══ RECORDS TO USE ══

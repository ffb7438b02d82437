//! Planner error types
//!
//! Error codes:
//! - QUERY_RANGE_INVALID

use thiserror::Error;

use crate::storage::Key;

/// A bounded key range whose lower bound sorts after its upper bound.
#[derive(Debug, Clone, PartialEq, Eq, Error)]
#[error("lower bound {low} is greater than upper bound {high}")]
pub struct RangeError {
    pub low: Key,
    pub high: Key,
}

impl RangeError {
    pub fn new(low: Key, high: Key) -> Self {
        Self { low, high }
    }

    /// Returns the stable error code
    pub fn code(&self) -> &'static str {
        "QUERY_RANGE_INVALID"
    }
}
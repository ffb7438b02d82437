//! Executor configuration

use serde::{Deserialize, Serialize};

/// Tuning knobs for [`QueryExecutor`](super::QueryExecutor).
///
/// Deserializable with every field optional, so a host can embed it in its
/// own configuration file.
#[derive(Debug, Clone, PartialEq, Eq, Serialize, Deserialize)]
#[serde(default)]
pub struct ExecutorConfig {
    /// Satisfy an unfiltered skip with one positional cursor advance.
    pub bulk_skip: bool,
    /// Limit applied to queries that do not set one.
    pub default_limit: Option<u64>,
    /// Emit QUERY_BEGIN / QUERY_COMPLETE log lines.
    pub log_queries: bool,
}

impl Default for ExecutorConfig {
    fn default() -> Self {
        Self {
            bulk_skip: true,
            default_limit: None,
            log_queries: true,
        }
    }
}

impl ExecutorConfig {
    /// Count every skipped entry individually, even without a filter.
    pub fn per_entry_skip() -> Self {
        Self {
            bulk_skip: false,
            ..Self::default()
        }
    }

    /// No per-query log lines.
    pub fn quiet() -> Self {
        Self {
            log_queries: false,
            ..Self::default()
        }
    }

    pub fn with_default_limit(mut self, limit: u64) -> Self {
        self.default_limit = Some(limit);
        self
    }

    /// Limit in effect for a query that asked for `requested`
    pub fn effective_limit(&self, requested: Option<u64>) -> Option<u64> {
        requested.or(self.default_limit)
    }
}
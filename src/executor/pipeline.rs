//! Cursor pipeline
//!
//! Drives one cursor through filter → skip → limit → map.
//!
//! The pipeline is a step machine: every call to [`CursorPipeline::step`]
//! inspects the entry under the cursor and performs at most one awaited
//! cursor advance. Nothing assumes the next entry is available without
//! suspending, so the same pipeline runs over in-memory and disk-backed
//! engines.
//!
//! # Stage rules
//!
//! - An entry rejected by the filter counts toward neither skip nor limit.
//! - Skip consumes accepted entries only. Without a filter every entry is
//!   accepted, so the whole skip is one positional advance.
//! - Reaching the limit stops the pipeline without advancing again.
//! - A filter or map failure stops the pipeline; nothing partial is returned.

use serde::Serialize;

use super::errors::{QueryError, QueryResult, TransformError};
use crate::planner::{EntryFilter, EntryMap, QuerySpec};
use crate::storage::{Cursor, Entry};

/// Counters describing one pipeline run
#[derive(Debug, Clone, Copy, PartialEq, Eq, Default, Serialize)]
pub struct PipelineStats {
    /// Entries inspected
    pub visited: u64,
    /// Entries the filter rejected
    pub rejected: u64,
    /// Accepted entries skipped one at a time
    pub skipped: u64,
    /// Positions passed over by a bulk advance
    pub bulk_skipped: u64,
    /// Entries emitted
    pub emitted: u64,
    /// Cursor advance calls
    pub advances: u64,
}

/// Outcome of one pipeline step
#[derive(Debug, Clone, PartialEq)]
pub enum Step<T> {
    Emitted(T),
    Skipped,
    Rejected,
    Finished,
}

#[derive(Debug, Clone, Copy, PartialEq, Eq)]
enum Phase {
    Start,
    Scanning,
    Finished,
}

enum Verdict<T> {
    Rejected,
    Skip,
    Emit(T),
}

/// Lazy skip/filter/limit/map over an exclusively owned cursor
pub struct CursorPipeline<C, T> {
    cursor: Option<C>,
    phase: Phase,
    skip: u64,
    remaining: Option<u64>,
    bulk_skip: bool,
    filter: Option<EntryFilter>,
    map: EntryMap<T>,
    stats: PipelineStats,
}

impl<C: Cursor, T> CursorPipeline<C, T> {
    /// Build a pipeline over `cursor`. `None` means nothing matched.
    pub fn new(
        cursor: Option<C>,
        skip: u64,
        limit: Option<u64>,
        filter: Option<EntryFilter>,
        map: EntryMap<T>,
    ) -> Self {
        Self {
            cursor,
            phase: Phase::Start,
            skip,
            remaining: limit,
            bulk_skip: true,
            filter,
            map,
            stats: PipelineStats::default(),
        }
    }

    /// Pipeline running the stages of `spec` with the given effective limit
    pub fn from_spec(cursor: Option<C>, spec: &QuerySpec<T>, limit: Option<u64>) -> Self {
        Self::new(
            cursor,
            spec.skip(),
            limit,
            spec.filter().cloned(),
            spec.map().clone(),
        )
    }

    /// Allow or forbid satisfying an unfiltered skip with one advance
    pub fn with_bulk_skip(mut self, enabled: bool) -> Self {
        self.bulk_skip = enabled;
        self
    }

    pub fn stats(&self) -> PipelineStats {
        self.stats
    }

    pub fn is_finished(&self) -> bool {
        self.phase == Phase::Finished
    }

    /// Run one step, suspending on at most one cursor advance.
    pub async fn step(&mut self) -> QueryResult<Step<T>> {
        match self.phase {
            Phase::Finished => return Ok(Step::Finished),
            Phase::Start => {
                self.phase = Phase::Scanning;
                if self.remaining == Some(0) || self.cursor.is_none() {
                    return Ok(self.finish());
                }
                if self.bulk_skip && self.filter.is_none() && self.skip > 0 {
                    let count = std::mem::take(&mut self.skip);
                    self.advance(count).await?;
                    self.stats.bulk_skipped = count;
                    return Ok(Step::Skipped);
                }
            }
            Phase::Scanning => {}
        }

        let verdict = match self.cursor.as_ref().and_then(|c| c.current()) {
            Some(entry) => self.evaluate(entry),
            None => return Ok(self.finish()),
        };
        self.stats.visited += 1;

        let verdict = match verdict {
            Ok(verdict) => verdict,
            Err(err) => {
                self.finish();
                return Err(QueryError::Transform(err));
            }
        };

        match verdict {
            Verdict::Rejected => {
                self.stats.rejected += 1;
                self.advance(1).await?;
                Ok(Step::Rejected)
            }
            Verdict::Skip => {
                self.skip -= 1;
                self.stats.skipped += 1;
                self.advance(1).await?;
                Ok(Step::Skipped)
            }
            Verdict::Emit(item) => {
                self.stats.emitted += 1;
                if let Some(remaining) = self.remaining.as_mut() {
                    *remaining -= 1;
                    if *remaining == 0 {
                        self.finish();
                        return Ok(Step::Emitted(item));
                    }
                }
                self.advance(1).await?;
                Ok(Step::Emitted(item))
            }
        }
    }

    /// Step until the next emitted item, or `None` once finished
    pub async fn next(&mut self) -> QueryResult<Option<T>> {
        loop {
            match self.step().await? {
                Step::Emitted(item) => return Ok(Some(item)),
                Step::Finished => return Ok(None),
                Step::Skipped | Step::Rejected => {}
            }
        }
    }

    /// Drive to completion and collect every emitted item
    pub async fn collect(mut self) -> QueryResult<Vec<T>> {
        let mut items = Vec::new();
        while let Some(item) = self.next().await? {
            items.push(item);
        }
        Ok(items)
    }

    fn evaluate(&self, entry: &Entry) -> Result<Verdict<T>, TransformError> {
        if let Some(filter) = &self.filter {
            if !filter(entry)? {
                return Ok(Verdict::Rejected);
            }
        }
        if self.skip > 0 {
            return Ok(Verdict::Skip);
        }
        (self.map)(entry).map(Verdict::Emit)
    }

    async fn advance(&mut self, count: u64) -> QueryResult<()> {
        let Some(cursor) = self.cursor.as_mut() else {
            return Ok(());
        };
        self.stats.advances += 1;
        if let Err(source) = cursor.advance(count).await {
            self.finish();
            return Err(QueryError::iteration(self.stats.visited, source));
        }
        Ok(())
    }

    /// Drop the cursor and refuse further steps
    fn finish(&mut self) -> Step<T> {
        self.phase = Phase::Finished;
        self.cursor = None;
        Step::Finished
    }
}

═══

▶ _TASK INSTRUCTIONS_
Beginning at the line with "refuse further steps" and ending at the last line of the entries, print every line exactly.

▶ _THE ANSWER_
    /// Drop the cursor and refuse further steps
    fn finish(&mut self) -> Step<T> {
        self.phase = Phase::Finished;
        self.cursor = None;
        Step::Finished
    }
}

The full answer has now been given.